» **Work to complete**
The stretch wanted below opens at the line containing "in the regulator" and closes at the line containing "sensor could not be read this cycle.". Please return it exactly, with no other lines.

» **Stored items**

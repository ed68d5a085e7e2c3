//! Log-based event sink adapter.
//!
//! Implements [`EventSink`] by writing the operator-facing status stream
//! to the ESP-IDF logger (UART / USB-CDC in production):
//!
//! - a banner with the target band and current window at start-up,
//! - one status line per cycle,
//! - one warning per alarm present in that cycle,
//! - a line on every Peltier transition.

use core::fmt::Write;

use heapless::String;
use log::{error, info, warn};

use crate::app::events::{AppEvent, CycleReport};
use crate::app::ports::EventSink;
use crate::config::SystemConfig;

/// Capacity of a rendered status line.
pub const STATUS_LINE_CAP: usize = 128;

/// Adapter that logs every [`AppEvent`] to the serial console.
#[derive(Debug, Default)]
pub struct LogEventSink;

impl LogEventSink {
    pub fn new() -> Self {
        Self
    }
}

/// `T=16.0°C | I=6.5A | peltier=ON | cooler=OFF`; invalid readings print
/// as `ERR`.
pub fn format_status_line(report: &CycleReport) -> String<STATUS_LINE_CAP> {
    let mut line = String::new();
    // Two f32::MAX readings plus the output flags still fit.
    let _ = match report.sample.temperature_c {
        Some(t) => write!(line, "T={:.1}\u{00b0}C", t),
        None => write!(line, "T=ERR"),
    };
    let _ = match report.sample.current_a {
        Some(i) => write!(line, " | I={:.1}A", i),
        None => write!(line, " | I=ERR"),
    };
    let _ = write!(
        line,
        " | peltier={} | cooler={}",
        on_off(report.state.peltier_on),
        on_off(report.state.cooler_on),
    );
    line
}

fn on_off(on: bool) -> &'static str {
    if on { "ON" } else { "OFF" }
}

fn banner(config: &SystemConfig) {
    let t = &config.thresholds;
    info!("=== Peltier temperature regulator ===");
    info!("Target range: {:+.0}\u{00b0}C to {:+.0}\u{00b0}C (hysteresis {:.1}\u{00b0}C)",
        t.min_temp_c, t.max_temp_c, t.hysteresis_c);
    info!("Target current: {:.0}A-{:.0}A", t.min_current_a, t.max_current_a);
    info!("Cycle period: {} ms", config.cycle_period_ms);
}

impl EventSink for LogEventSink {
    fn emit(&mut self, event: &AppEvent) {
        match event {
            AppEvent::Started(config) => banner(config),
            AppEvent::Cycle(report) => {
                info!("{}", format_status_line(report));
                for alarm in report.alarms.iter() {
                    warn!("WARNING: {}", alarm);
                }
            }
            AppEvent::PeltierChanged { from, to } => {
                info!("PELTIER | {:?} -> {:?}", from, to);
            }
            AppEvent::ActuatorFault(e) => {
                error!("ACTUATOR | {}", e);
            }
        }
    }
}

--

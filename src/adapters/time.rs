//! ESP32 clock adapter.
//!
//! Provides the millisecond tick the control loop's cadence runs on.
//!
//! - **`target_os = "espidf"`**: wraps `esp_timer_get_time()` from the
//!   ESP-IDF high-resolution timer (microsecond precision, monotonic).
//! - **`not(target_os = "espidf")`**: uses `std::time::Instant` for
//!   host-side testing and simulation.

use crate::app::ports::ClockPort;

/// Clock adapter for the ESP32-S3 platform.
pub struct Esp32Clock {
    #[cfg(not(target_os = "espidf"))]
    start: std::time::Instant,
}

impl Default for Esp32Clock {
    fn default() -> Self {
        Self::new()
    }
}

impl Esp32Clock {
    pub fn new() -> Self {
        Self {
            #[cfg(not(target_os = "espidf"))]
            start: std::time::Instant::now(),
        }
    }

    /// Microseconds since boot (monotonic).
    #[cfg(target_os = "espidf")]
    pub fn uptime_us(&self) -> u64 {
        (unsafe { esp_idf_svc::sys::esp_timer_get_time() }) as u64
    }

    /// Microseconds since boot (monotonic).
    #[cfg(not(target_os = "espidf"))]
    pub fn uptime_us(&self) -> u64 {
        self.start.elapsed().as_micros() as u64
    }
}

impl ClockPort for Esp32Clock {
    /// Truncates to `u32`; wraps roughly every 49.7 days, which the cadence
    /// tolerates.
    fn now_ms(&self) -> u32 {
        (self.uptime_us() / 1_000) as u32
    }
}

==

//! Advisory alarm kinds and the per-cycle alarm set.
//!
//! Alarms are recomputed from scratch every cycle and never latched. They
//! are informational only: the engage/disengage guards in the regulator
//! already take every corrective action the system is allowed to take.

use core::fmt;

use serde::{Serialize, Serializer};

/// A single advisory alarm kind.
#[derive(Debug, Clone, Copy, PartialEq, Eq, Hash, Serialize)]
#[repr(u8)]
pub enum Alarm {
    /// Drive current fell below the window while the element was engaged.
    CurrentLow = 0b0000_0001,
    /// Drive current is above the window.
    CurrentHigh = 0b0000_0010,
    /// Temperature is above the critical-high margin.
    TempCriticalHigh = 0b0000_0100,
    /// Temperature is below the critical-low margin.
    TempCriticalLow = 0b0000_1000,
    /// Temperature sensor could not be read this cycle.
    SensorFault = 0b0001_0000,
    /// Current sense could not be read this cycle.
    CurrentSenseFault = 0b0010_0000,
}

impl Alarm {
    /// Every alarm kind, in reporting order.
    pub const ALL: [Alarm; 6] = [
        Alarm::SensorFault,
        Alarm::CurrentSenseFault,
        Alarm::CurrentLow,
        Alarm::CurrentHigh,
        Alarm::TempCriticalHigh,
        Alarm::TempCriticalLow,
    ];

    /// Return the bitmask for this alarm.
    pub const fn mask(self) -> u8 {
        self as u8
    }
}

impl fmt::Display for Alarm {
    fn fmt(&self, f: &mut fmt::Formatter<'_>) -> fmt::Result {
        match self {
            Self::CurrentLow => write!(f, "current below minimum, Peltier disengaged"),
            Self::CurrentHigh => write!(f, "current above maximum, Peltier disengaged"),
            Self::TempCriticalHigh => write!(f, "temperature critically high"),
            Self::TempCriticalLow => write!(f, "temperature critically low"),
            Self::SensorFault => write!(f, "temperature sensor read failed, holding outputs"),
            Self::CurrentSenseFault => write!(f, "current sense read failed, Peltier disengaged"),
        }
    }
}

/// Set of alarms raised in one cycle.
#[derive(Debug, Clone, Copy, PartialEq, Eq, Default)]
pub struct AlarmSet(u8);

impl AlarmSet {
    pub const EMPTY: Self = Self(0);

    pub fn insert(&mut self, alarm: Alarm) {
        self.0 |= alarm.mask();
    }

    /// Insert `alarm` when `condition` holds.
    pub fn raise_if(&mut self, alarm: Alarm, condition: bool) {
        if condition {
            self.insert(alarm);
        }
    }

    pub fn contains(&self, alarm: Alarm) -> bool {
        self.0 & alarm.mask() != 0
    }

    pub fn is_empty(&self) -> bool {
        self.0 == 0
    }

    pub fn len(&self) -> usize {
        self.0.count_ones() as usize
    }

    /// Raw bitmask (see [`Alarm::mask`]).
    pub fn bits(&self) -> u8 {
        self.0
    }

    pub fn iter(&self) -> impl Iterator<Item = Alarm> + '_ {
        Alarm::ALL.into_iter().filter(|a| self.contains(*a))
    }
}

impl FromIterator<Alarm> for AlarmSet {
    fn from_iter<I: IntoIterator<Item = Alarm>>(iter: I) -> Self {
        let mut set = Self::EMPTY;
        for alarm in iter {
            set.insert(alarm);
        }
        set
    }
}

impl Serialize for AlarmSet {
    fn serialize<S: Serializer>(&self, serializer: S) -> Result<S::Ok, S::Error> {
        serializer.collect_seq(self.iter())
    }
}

» **Result for this task**
//! are informational only: the engage/disengage guards in the regulator
//! already take every corrective action the system is allowed to take.

use core::fmt;

use serde::{Serialize, Serializer};

/// A single advisory alarm kind.
#[derive(Debug, Clone, Copy, PartialEq, Eq, Hash, Serialize)]
#[repr(u8)]
pub enum Alarm {
    /// Drive current fell below the window while the element was engaged.
    CurrentLow = 0b0000_0001,
    /// Drive current is above the window.
    CurrentHigh = 0b0000_0010,
    /// Temperature is above the critical-high margin.
    TempCriticalHigh = 0b0000_0100,
    /// Temperature is below the critical-low margin.
    TempCriticalLow = 0b0000_1000,
    /// Temperature sensor could not be read this cycle.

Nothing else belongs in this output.